Search the records for the string "push" and copy every line where it turns up.

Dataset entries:

——————

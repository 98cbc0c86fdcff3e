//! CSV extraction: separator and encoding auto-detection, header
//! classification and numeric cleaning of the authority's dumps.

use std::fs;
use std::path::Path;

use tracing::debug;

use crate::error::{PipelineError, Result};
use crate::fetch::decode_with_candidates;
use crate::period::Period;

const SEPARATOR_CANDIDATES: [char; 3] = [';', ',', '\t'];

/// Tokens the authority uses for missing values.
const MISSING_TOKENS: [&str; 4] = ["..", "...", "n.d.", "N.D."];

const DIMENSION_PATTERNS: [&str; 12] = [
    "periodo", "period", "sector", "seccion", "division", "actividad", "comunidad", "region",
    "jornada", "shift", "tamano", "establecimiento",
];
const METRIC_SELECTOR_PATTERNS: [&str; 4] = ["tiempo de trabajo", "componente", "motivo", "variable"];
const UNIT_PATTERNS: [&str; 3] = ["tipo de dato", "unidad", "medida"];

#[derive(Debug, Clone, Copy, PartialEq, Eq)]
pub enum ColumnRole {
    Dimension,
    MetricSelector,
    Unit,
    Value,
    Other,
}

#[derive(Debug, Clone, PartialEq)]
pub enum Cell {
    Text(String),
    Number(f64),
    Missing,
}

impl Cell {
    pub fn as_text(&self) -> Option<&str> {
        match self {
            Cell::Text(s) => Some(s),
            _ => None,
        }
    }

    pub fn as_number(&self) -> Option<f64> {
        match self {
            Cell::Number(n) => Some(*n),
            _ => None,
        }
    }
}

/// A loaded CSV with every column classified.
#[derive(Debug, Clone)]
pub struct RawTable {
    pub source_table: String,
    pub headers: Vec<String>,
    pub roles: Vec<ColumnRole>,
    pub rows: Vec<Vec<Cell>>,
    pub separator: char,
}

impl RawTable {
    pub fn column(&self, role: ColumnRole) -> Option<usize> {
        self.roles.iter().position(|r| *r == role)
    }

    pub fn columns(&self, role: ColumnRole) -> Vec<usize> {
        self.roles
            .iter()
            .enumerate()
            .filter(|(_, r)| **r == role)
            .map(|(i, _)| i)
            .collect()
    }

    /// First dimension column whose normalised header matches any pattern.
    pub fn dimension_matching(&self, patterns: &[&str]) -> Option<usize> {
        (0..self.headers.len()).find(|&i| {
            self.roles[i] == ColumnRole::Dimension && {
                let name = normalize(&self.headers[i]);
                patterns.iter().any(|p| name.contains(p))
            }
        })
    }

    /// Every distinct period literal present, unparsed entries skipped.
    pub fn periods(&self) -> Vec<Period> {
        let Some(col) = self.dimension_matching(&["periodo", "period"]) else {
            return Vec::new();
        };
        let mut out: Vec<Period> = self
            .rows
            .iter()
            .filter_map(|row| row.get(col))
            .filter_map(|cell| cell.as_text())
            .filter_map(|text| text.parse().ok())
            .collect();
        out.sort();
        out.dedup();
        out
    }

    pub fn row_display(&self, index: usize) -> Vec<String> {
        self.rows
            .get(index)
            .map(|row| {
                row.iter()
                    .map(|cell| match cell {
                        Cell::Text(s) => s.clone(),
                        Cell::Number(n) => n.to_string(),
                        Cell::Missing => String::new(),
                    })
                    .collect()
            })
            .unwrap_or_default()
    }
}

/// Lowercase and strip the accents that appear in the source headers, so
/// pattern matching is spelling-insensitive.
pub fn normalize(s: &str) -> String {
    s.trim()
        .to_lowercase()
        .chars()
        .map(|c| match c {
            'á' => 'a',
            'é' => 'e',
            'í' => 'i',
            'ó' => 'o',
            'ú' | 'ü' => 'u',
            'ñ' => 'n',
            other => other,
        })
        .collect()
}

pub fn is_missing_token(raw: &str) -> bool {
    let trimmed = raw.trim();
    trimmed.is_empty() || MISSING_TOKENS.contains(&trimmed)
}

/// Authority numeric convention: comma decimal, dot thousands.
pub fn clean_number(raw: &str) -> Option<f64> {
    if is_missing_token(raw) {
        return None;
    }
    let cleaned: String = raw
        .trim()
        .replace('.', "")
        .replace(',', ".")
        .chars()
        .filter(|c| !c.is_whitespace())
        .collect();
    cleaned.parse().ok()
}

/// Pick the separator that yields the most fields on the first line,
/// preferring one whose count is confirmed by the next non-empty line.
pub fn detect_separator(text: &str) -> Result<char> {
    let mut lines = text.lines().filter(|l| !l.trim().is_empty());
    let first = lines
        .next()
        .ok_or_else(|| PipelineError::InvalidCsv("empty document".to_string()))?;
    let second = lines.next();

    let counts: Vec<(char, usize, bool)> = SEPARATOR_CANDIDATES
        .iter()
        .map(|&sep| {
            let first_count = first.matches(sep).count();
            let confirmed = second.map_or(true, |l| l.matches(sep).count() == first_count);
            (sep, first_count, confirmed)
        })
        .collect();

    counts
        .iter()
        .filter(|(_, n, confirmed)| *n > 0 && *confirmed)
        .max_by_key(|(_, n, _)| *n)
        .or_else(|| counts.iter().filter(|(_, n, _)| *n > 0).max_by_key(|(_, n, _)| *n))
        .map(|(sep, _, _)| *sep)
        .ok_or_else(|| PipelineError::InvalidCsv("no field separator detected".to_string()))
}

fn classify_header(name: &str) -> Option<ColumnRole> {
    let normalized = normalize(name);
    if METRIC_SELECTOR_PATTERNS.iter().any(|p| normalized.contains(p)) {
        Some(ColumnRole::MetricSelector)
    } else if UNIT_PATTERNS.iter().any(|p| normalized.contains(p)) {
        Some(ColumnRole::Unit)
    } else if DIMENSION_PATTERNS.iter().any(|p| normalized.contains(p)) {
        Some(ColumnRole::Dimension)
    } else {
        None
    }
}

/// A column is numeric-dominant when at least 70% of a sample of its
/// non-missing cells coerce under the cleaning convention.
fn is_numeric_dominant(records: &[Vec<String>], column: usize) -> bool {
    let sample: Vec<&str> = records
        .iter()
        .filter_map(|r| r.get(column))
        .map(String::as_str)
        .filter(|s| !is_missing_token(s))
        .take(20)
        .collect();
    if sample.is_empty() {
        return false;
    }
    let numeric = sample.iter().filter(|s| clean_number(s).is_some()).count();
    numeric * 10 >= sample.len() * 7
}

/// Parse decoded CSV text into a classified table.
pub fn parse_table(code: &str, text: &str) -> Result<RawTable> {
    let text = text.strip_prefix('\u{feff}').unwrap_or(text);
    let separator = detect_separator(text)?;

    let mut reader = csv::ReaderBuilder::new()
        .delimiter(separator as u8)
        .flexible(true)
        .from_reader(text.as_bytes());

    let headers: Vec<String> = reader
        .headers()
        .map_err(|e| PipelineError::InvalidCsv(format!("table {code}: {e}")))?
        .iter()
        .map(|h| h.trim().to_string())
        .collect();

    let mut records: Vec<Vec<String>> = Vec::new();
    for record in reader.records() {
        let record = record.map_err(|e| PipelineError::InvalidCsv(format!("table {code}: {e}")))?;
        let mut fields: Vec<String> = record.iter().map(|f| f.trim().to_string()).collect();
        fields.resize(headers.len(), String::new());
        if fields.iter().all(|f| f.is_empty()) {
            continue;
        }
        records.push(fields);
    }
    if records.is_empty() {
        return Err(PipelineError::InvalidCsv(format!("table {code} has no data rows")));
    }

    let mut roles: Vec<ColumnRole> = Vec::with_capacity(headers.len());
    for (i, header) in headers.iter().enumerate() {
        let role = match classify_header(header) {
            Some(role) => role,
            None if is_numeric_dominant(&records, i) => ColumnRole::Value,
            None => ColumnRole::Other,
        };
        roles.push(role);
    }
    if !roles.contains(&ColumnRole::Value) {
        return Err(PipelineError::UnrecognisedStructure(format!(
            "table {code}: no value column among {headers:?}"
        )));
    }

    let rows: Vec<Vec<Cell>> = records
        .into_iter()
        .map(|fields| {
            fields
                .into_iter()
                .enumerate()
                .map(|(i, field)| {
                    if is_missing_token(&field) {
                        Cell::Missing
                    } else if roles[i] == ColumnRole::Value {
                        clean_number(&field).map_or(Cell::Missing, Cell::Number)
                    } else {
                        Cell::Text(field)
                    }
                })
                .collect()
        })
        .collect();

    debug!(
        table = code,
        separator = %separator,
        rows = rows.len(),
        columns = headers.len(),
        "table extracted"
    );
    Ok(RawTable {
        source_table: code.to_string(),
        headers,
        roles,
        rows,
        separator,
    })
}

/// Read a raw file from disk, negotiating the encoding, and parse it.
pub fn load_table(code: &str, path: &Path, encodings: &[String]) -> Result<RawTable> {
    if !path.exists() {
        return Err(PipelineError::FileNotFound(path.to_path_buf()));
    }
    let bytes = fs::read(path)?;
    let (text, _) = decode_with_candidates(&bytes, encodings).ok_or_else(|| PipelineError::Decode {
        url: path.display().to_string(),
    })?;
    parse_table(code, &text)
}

——————

=== Your solution ===
        records.push(fields);
        roles.push(role);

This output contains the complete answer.